Likewise, the second takeaway merely strengthens that very summarizing comment: all nine demonstrating ‘degradation’ (‘stagnating’ on the table) do not just foretell Bangladesh’s SDG fate because patterned life diminishes with evaporating traditional society (that too, in the absence of sustainable democracy in the country’s half-century of independence). With them, norms and laws also weaken, leaving rules and regulations without the capacity to sink in or citizens with no patience to cultivate them. If just one traffic-light functions fairly sustainably in a city of over 20 million residents, something is horrendously wrong. SDG imperatives have simply not worked.
This takes the narratives to its much -expected and inevitable third bottleneck: Bangladesh’s zero-sum politics instilled a zero-sum mindedness or instincts. One consequence is to refuse to yield to new forms of behaviour even if they represent irregularities. For the first five years after independence, Bangladesh struggled to banish the ‘Bangalee-Pakistani’ instinctual duality. This was overtaken from 1975 by a ‘civilian-military’ divide for another 15 years. When democracy finally descended from 1990, two parties revived the 1970s schism through a ‘AL-BNP’ (Awami League; and Bangladesh Nationalist Party), or ‘freedom fighter-razakar’ prism. All else were subordinated under those banners (particularly jobs, for which the ‘36 July’ reformers took to the streets in 2024). For SDG prescribers, finding faithful followers became more burdensome; but for practitioners, particularly farmers in the countryside whose respect for Mother Nature has traditionally been central to producing livelihoods, thus survival, the self-help instinct of modern society disseminates collective-mindedness. Prescriptions crumble against self-help pursuits.
What do these observations mean?

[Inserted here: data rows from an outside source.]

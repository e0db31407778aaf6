/// Tile scheduling: a dispatch order sorted by bin size and a shared atomic
/// cursor that idle workers pull the next tile from.
use std::sync::atomic::{AtomicUsize, Ordering};

/// Runs a fixed number of independent tasks and blocks until all finish.
pub trait WorkerPool {
    /// Parallelism the pool can offer.
    fn num_workers(&self) -> usize;

    /// Call `task(i)` for every `i` in `0..num_tasks`, possibly in parallel.
    fn run(&self, num_tasks: usize, task: &(dyn Fn(usize) + Sync));
}

/// Runs every task on the calling thread.
#[derive(Copy, Clone, Debug, Default)]
pub struct InlinePool;

impl WorkerPool for InlinePool {
    fn num_workers(&self) -> usize {
        1
    }

    fn run(&self, num_tasks: usize, task: &(dyn Fn(usize) + Sync)) {
        for i in 0..num_tasks {
            task(i);
        }
    }
}

impl WorkerPool for rayon::ThreadPool {
    fn num_workers(&self) -> usize {
        self.current_num_threads()
    }

    fn run(&self, num_tasks: usize, task: &(dyn Fn(usize) + Sync)) {
        self.scope(|s| {
            for i in 0..num_tasks {
                s.spawn(move |_| task(i));
            }
        });
    }
}

/// Rayon's global pool.
#[derive(Copy, Clone, Debug, Default)]
pub struct GlobalRayonPool;

impl WorkerPool for GlobalRayonPool {
    fn num_workers(&self) -> usize {
        rayon::current_num_threads()
    }

    fn run(&self, num_tasks: usize, task: &(dyn Fn(usize) + Sync)) {
        rayon::scope(|s| {
            for i in 0..num_tasks {
                s.spawn(move |_| task(i));
            }
        });
    }
}

pub struct TileScheduler {
    order: Vec<u32>,
    cursor: AtomicUsize,
}

impl TileScheduler {
    pub fn new(num_tiles: usize) -> Self {
        Self {
            order: (0..num_tiles as u32).collect(),
            cursor: AtomicUsize::new(0),
        }
    }

    /// Tiles in dispatch order.
    #[inline]
    pub fn order(&self) -> &[u32] {
        &self.order
    }

    /// Tiles handed out so far in the current pass.
    #[inline]
    pub fn claimed(&self) -> usize {
        self.cursor.load(Ordering::Acquire)
    }

    /// Sort tiles by descending bin count (ties by index) and rewind the cursor.
    pub fn prepare(&mut self, counts: &[u32]) {
        debug_assert_eq!(counts.len(), self.order.len());
        for (i, tile) in self.order.iter_mut().enumerate() {
            *tile = i as u32;
        }
        self.order
            .sort_unstable_by(|&a, &b| counts[b as usize].cmp(&counts[a as usize]).then(a.cmp(&b)));
        self.cursor.store(0, Ordering::Release);
    }

    /// Run `num_jobs` workers on `pool`; each claims tiles until none are left.
    pub fn dispatch<P, F>(&self, pool: &P, num_jobs: usize, rasterize_tile: F)
    where
        P: WorkerPool + ?Sized,
        F: Fn(usize) + Sync,
    {
        let num_tiles = self.order.len();
        pool.run(num_jobs, &|_job| {
            while let Some(ordinal) = self.claim(num_tiles) {
                rasterize_tile(self.order[ordinal] as usize);
            }
        });
    }

    #[inline]
    fn claim(&self, num_tiles: usize) -> Option<usize> {
        self.cursor
            .fetch_update(Ordering::AcqRel, Ordering::Acquire, |c| (c < num_tiles).then_some(c + 1))
            .ok()
    }
}

#[cfg(test)]
mod tests {
    use super::*;
    use std::sync::Mutex;

    #[test]
    fn order_is_descending_by_count_and_stable_on_ties() {
        let mut sched = TileScheduler::new(6);
        sched.prepare(&[3, 9, 0, 9, 1, 3]);
        assert_eq!(sched.order(), &[1, 3, 0, 5, 4, 2]);
    }

    #[test]
    fn inline_pool_visits_every_tile_once_in_order() {
        let mut sched = TileScheduler::new(5);
        sched.prepare(&[0, 4, 2, 1, 3]);

        let seen = Mutex::new(Vec::new());
        sched.dispatch(&InlinePool, 3, |tile| seen.lock().unwrap().push(tile));

        assert_eq!(seen.into_inner().unwrap(), vec![1, 4, 2, 3, 0]);
        assert_eq!(sched.claimed(), 5);
    }

    #[test]
    fn thread_pool_visits_every_tile_exactly_once() {
        let pool = rayon::ThreadPoolBuilder::new().num_threads(4).build().unwrap();
        assert_eq!(pool.num_workers(), 4);

        let counts: Vec<u32> = (0..64).map(|i| (i * 37 % 11) as u32).collect();
        let mut sched = TileScheduler::new(counts.len());
        sched.prepare(&counts);

        let hits: Vec<AtomicUsize> = (0..counts.len()).map(|_| AtomicUsize::new(0)).collect();
        sched.dispatch(&pool, 4, |tile| {
            hits[tile].fetch_add(1, Ordering::Relaxed);
        });

        assert!(hits.iter().all(|h| h.load(Ordering::Relaxed) == 1));
        assert_eq!(sched.claimed(), counts.len());

        // A second pass starts from a rewound cursor.
        sched.prepare(&counts);
        assert_eq!(sched.claimed(), 0);
        sched.dispatch(&GlobalRayonPool, 2, |tile| {
            hits[tile].fetch_add(1, Ordering::Relaxed);
        });
        assert!(hits.iter().all(|h| h.load(Ordering::Relaxed) == 2));
    }
}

Even with democracy guiding the next five years, building appropriate legislations, institutions, and judiciaries may not be enough for SDG practices to sink in and become instincts in such a short time. Especially since ‘36 July reformation’, no rules nor regulations have commanded the needed reverence to survive, grow, and deepen. With internal collective-mindedness too fragile to prop up policy-making, external collective-mindedness may become a bridge too far to cross in consolidating any post-February 2026 democracy. Clearly, the 2030 SDG deadline does not look possible as prescribed. Chief Adviser Dr Md Yunus’s presence keeps international countries and their leaders praising our democratic future even as more countries have imposed more visa restrictions than ever before upon Bangladesh. Without him, we would be drowning in the proverbial ‘deluge’. To wit, without zero-sum-mindedness, our SDG exercises become a ‘once upon a time’ association that died from excess inattention and misguided interpretations.
How do we correct these? Clearly education plays a huge part, if imparted particularly from the kindergarten stage since that is when the brain is most receptive. Second, building respect for rules and laws, also as early in one’s life as possible, cementing overall education. Third, giving ‘continuity’ more of a chance, especially in politics, if only to cultivate what one must know in a fast-moving world, but mostly to institutionalize the substance (to convey importance), hoping to motivate that awareness, behavior, the culture from it, and its development instinctually. Finally, giving local governments more leeway in order to keep more constant watchdogs in proximity. Without the local (not national), nothing global seems to be working. That is the central SDG message. We still have time to repair and rebuild, but not by 2030. Yet, the later thereafter, the lesser our full-recovery chances.